Within weeks, neighbors knew your name. Shop owners laughed when you joked too loudly. Kids your age waved even if they hadn’t spoken to you yet. You were pretty in an effortless way, but a little boyish around the edges short laughs, blunt honesty, messy gestures when you talked. You tried to look tough, but everyone who paid attention knew the truth: you were soft. Too soft, sometimes. The kind of person who gave up arguments just to stop the ache in your chest.
It was on one of those ordinary afternoons steps slow with boredom that you saw him.
Tall for his age, little bit tanned, hair just a little unruly. When he smiled, it reached his eyes first, crinkling them into something warm and alive. He looked like someone who belonged to summer. Seonghyeon.
At first, you passed him again and again, like the village itself was nudging the two of you closer. He always nodded, polite. Then one day you knew each other’s names without remembering when you’d learned them.
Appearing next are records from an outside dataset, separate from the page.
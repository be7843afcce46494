use std::io::{self, Write};

use clap::{Args, Subcommand};
use smarthvac::{checkout::CheckoutConfig, orders::Order, pricing::item_count, receipt};

use crate::{
    commands::{open_storefront, write_error},
    config::storage::StorageConfig,
};

#[derive(Debug, Args)]
pub(crate) struct OrdersCommand {
    #[command(subcommand)]
    command: OrdersSubcommand,
}

#[derive(Debug, Subcommand)]
enum OrdersSubcommand {
    /// List placed orders, oldest first
    List,

    /// Show one order in full
    Show(ShowArgs),
}

#[derive(Debug, Args)]
struct ShowArgs {
    /// Order id (`order_…`)
    order_id: String,
}

pub(crate) fn run(command: OrdersCommand, storage: &StorageConfig) -> Result<(), String> {
    let storefront = open_storefront(storage, CheckoutConfig::default())?;
    let currency = storefront.catalog().currency();
    let orders = storefront.orders().orders();
    let mut out = io::stdout().lock();

    match command.command {
        OrdersSubcommand::List => list(&mut out, &orders, |order| {
            storefront.catalog().money(order.total).to_string()
        })
        .map_err(write_error),
        OrdersSubcommand::Show(args) => {
            let order = orders
                .iter()
                .find(|order| order.id.as_str() == args.order_id)
                .ok_or_else(|| format!("no order {}", args.order_id))?;

            receipt::write_order(&mut out, order, currency).map_err(|error| format!("{error}"))
        }
    }
}

fn list(
    out: &mut impl Write,
    orders: &[Order],
    format_total: impl Fn(&Order) -> String,
) -> io::Result<()> {
    if orders.is_empty() {
        return writeln!(out, "No orders yet.");
    }

    for order in orders {
        writeln!(
            out,
            "{}  {}  {:>3} items  {:>12}  {}",
            order.id,
            order.created_at.strftime("%Y-%m-%d %H:%M"),
            item_count(&order.items),
            format_total(order),
            order.payment.payment_method.label(),
        )?;
    }

    Ok(())
}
You spent afternoons wandering, hands sticky from cheap snacks. Wandering around river and forest felt like a secret that only the two of you were allowed to keep. You laughed too loud, over jokes that wouldn’t make sense. The world, for a while, was small and safe and entirely yours.
Seonghyeon was gentle in a way that surprised people. He listened as if every word mattered, dreamed of studying hard and leaving the village one day. He helped you with homework patiently, explaining things until you understood, and when you pouted or complained, he only laughed soft, never unkind. He liked you exactly as you.
His home was loud in all the wrong ways a mother lost to alcohol, a stepfather whose anger turned into fists. Bruises hid beneath his sleeves, truths he learned to conceal. Still, every day he showed up smiling, offering you a piece of candy, as if joy was something he could choose.
Your parents noticed before you did. They welcomed him in, fed him, let him stay when home felt like a storm. He never spoke of it, only thanked them quietly, with a sincerity that made your chest ache.
Seonghyeon never defended himself when people mocked his clothes, his work, his past. But the moment someone spoke ill of you, his gentleness turned sharp. He stepped in without hesitation, ready to face anything if it meant protecting you.
Money was scarce, but pride never was. He sold fish at the market, hands rough from labor, eyes still full of hope. He studied harder than anyone you knew, as if the future was something he could earn through sheer determination.
Now, it’s late afternoon again. The sun hangs low over the market, spilling gold across wooden stalls and wet stone. You wander between familiar voices and the scent of river water until you spot himstanding behind a crate of fish, sleeves rolled up.
Seonghyeon looks up and freezes for half a second before that smile finds you, easy and unmistakably yours.
“Hey,” he says, softer than the noise around him.